📂Measure Theory

Jordan Decomposition Theorem

Theorem

Let’s assume a measurable space $(X,\mathcal{E})$ and a signed measure $\nu$ defined on it. Then, there uniquely exist two positive measures $\nu^{+}$, $\nu^{-}$ that satisfy the following conditions, and $\nu=\nu^{+}-\nu^{-}$ is called the Jordan decomposition of $\nu$.

$$\nu=\nu^{+}-\nu^{-}$$

$$\nu^{+} \perp \nu^{-}$$

If $X=P \cup N$ is called a partition, then $\nu^{+}, \nu^{-}$ is as follows.

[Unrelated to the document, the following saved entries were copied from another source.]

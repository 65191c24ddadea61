//! The two cached usage views

use std::path::Path;
use std::sync::Arc;
use std::time::Duration;

use serde::Serialize;
use share_conf::ConfigStore;
use share_sys::NormalizedPath;

use crate::clock::{Clock, SystemClock};
use crate::error::Result;
use crate::parse::{parse_df, parse_du, parse_size};
use crate::probe::{CommandProbe, UsageProbe};
use crate::ttl::{CacheEntry, TtlCell};

/// Age after which a cached view is recomputed.
pub const DEFAULT_TTL: Duration = Duration::from_secs(60);

/// One mounted filesystem as reported by df
#[derive(Debug, Clone, PartialEq, Serialize)]
#[serde(rename_all = "camelCase")]
pub struct FilesystemUsage {
    pub filesystem: String,
    pub size: String,
    pub used: String,
    pub available: String,
    pub use_percent: f64,
    pub mounted_on: String,
    pub display_name: String,
    pub is_virtual: bool,
}

/// Disk consumption of one share.
///
/// `size` and `available` describe the filesystem holding the share,
/// `used` is the share directory's own size, and `use_percent` is that
/// directory's share of the whole filesystem.
#[derive(Debug, Clone, PartialEq, Serialize)]
#[serde(rename_all = "camelCase")]
pub struct ShareUsage {
    pub name: String,
    pub path: String,
    pub size: String,
    pub used: String,
    pub available: String,
    pub use_percent: f64,
}

/// Pull-based cache of filesystem and share usage.
///
/// There is no explicit invalidation: a share created or changed after the
/// last refresh shows up once the share view expires.
pub struct UsageCache {
    probe: Arc<dyn UsageProbe>,
    clock: Arc<dyn Clock>,
    filesystems: TtlCell<Vec<FilesystemUsage>>,
    shares: TtlCell<Vec<ShareUsage>>,
}

impl UsageCache {
    pub fn new(ttl: Duration, probe: Arc<dyn UsageProbe>, clock: Arc<dyn Clock>) -> Self {
        Self {
            probe,
            clock,
            filesystems: TtlCell::new(ttl),
            shares: TtlCell::new(ttl),
        }
    }

    /// Cache backed by `df`/`du` and the system clock.
    pub fn system(ttl: Duration, tool_timeout: Duration) -> Self {
        Self::new(
            ttl,
            Arc::new(CommandProbe::new(tool_timeout)),
            Arc::new(SystemClock),
        )
    }

    pub fn ttl(&self) -> Duration {
        self.filesystems.ttl()
    }

    /// Usage of every mounted filesystem.
    pub fn filesystems(&self) -> Result<CacheEntry<Vec<FilesystemUsage>>> {
        self.filesystems.get_or_refresh(self.clock.as_ref(), || -> Result<_> {
            tracing::debug!("Refreshing filesystem usage");
            let output = self.probe.disk_free()?;
            Ok(parse_df(&output))
        })
    }

    /// Usage of every share that has a path on a known mount.
    ///
    /// Shares without a path, without a matching mount, or whose directory
    /// cannot be measured are left out.
    pub fn shares(&self, store: &ConfigStore) -> Result<CacheEntry<Vec<ShareUsage>>> {
        self.shares.get_or_refresh(self.clock.as_ref(), || -> Result<_> {
            tracing::debug!("Refreshing share usage");
            let filesystems = self.filesystems()?.value;
            let doc = store.read()?;

            let usage = doc
                .shares()
                .filter_map(|(name, section)| {
                    let path = section.path()?;
                    self.measure_share(name, path, &filesystems)
                })
                .collect();
            Ok(usage)
        })
    }

    fn measure_share(&self, name: &str, path: &str, filesystems: &[FilesystemUsage]) -> Option<ShareUsage> {
        let Some(filesystem) = best_mount(path, filesystems) else {
            tracing::debug!(share = name, path, "No mount found for share path");
            return None;
        };

        let used = match self.probe.disk_usage(Path::new(path)) {
            Ok(output) => parse_du(&output),
            Err(e) => {
                tracing::warn!(share = name, path, error = %e, "Skipping share, size unavailable");
                return None;
            }
        };
        let Some(used) = used else {
            tracing::warn!(share = name, path, "Skipping share, unexpected du output");
            return None;
        };

        let total = parse_size(&filesystem.size);
        let use_percent = if total > 0 {
            parse_size(&used) as f64 / total as f64 * 100.0
        } else {
            0.0
        };

        Some(ShareUsage {
            name: name.to_string(),
            path: path.to_string(),
            size: filesystem.size.clone(),
            used,
            available: filesystem.available.clone(),
            use_percent,
        })
    }
}

impl std::fmt::Debug for UsageCache {
    fn fmt(&self, f: &mut std::fmt::Formatter<'_>) -> std::fmt::Result {
        f.debug_struct("UsageCache")
            .field("ttl", &self.ttl())
            .finish_non_exhaustive()
    }
}

/// The filesystem whose mount point is the longest component-wise prefix
/// of `path`. Among identical mount points the last listed wins, as it
/// shadows the earlier ones.
pub fn best_mount<'a>(path: &str, filesystems: &'a [FilesystemUsage]) -> Option<&'a FilesystemUsage> {
    let path = NormalizedPath::new(path);
    filesystems
        .iter()
        .map(|fs| (NormalizedPath::new(&fs.mounted_on), fs))
        .filter(|(mount, _)| mount.contains(&path))
        .max_by_key(|(mount, _)| mount.depth())
        .map(|(_, fs)| fs)
}

#[cfg(test)]
mod tests {
    use super::*;
    use crate::parse::parse_df;

    const DF: &str = "\
Filesystem      Size  Used Avail Use% Mounted on
/dev/sda1        98G   41G   52G  44% /
/dev/sdb1       1.8T  900G  850G  52% /data
/dev/sdc1       100G   10G   90G  10% /data/archive
";

    #[test]
    fn longest_prefix_wins() {
        let fs = parse_df(DF);
        assert_eq!(best_mount("/data/shared", &fs).unwrap().mounted_on, "/data");
        assert_eq!(best_mount("/data/archive/2024", &fs).unwrap().mounted_on, "/data/archive");
        assert_eq!(best_mount("/srv/docs", &fs).unwrap().mounted_on, "/");
    }

    #[test]
    fn prefix_match_respects_components() {
        let fs = parse_df(DF);
        assert_eq!(best_mount("/database", &fs).unwrap().mounted_on, "/");
    }

    #[test]
    fn relative_path_matches_nothing() {
        let fs = parse_df(DF);
        assert!(best_mount("srv/docs", &fs).is_none());
    }
}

$$\begin{align*} \nu^{+} (E) &= \nu ( E \cap P) \\ \nu^{-}(E) &= -\nu (E \cap N) \end{align*}$$

Proof

• Part 1. Existence

  Let’s assume a measurable space $(X,\mathcal{E})$ and a signed measure $\nu$ defined on it. Then, according to the partition theorem, there exist the positive set $P$ and the negative set $N$ that satisfy $X=P \cup N$, $P\cap N=\varnothing$ for $\nu$. Let’s define the positive measures $\nu^{+}$, $\nu^{-}$ as follows.

  $$\begin{align*} \nu^{+} (E) &:= \nu (E \cap P) \\ \nu^{-}(E) &:= -\nu (E\cap N) \end{align*} \quad \forall\ E\in\mathcal{E}$$

  Then, since $P\cup N=X$, the following is trivially true.

  $$\nu (E)=\nu (E\cap P)+\nu (E \cap N)=\nu^{+} (E) -\nu^{-} (E)$$

  Moreover, if $E_{1} \subset P$, $E_2 \subset N$, then every $E_{1}$ is a null set for $\nu^{-}$, and every $E_2$ is a null set for $\nu^{+}$. Therefore, $P$ is $\nu^{-} -\mathrm{null}$, and $N$ is $\nu^{+} -\mathrm{null}$. Hence, $\nu^{+} \perp \nu^{-}$.

• Part 2. Uniqueness

  Let $\mu^+$, $\mu^-$ be other two positive measures different from $\nu^{+}$, $\nu^{-}$ that satisfy the above.

  $$\nu=\mu^+ - \mu^-$$

  And let’s assume two sets that satisfy $E,\ F \in \mathcal{E}$, $\mu^+\perp \mu^-$.

  $$\mu (E\cap N)=\mu^-(E)=0=\mu^+(F)=\mu (F\cap P)$$

  $$E \cup F=X \quad \text{and} \quad E\cap F = \varnothing$$ Due to the above two conditions, it can be seen that $X=E\cup F$ is another partition. Here, $E$ is the positive set, and $N$ is the negative set. Hence, by the partition theorem, $(P-E)\cup (E-P)$ is a null set for $\nu$. Therefore, for any $A \in \mathcal{E}$, the following holds.

  $$\mu^+(A)=\mu^+ (A\cap E)=\nu (A\cap E)=\nu (A \cap P)=\nu^{+}(A)$$

  Similarly, the following formula is valid.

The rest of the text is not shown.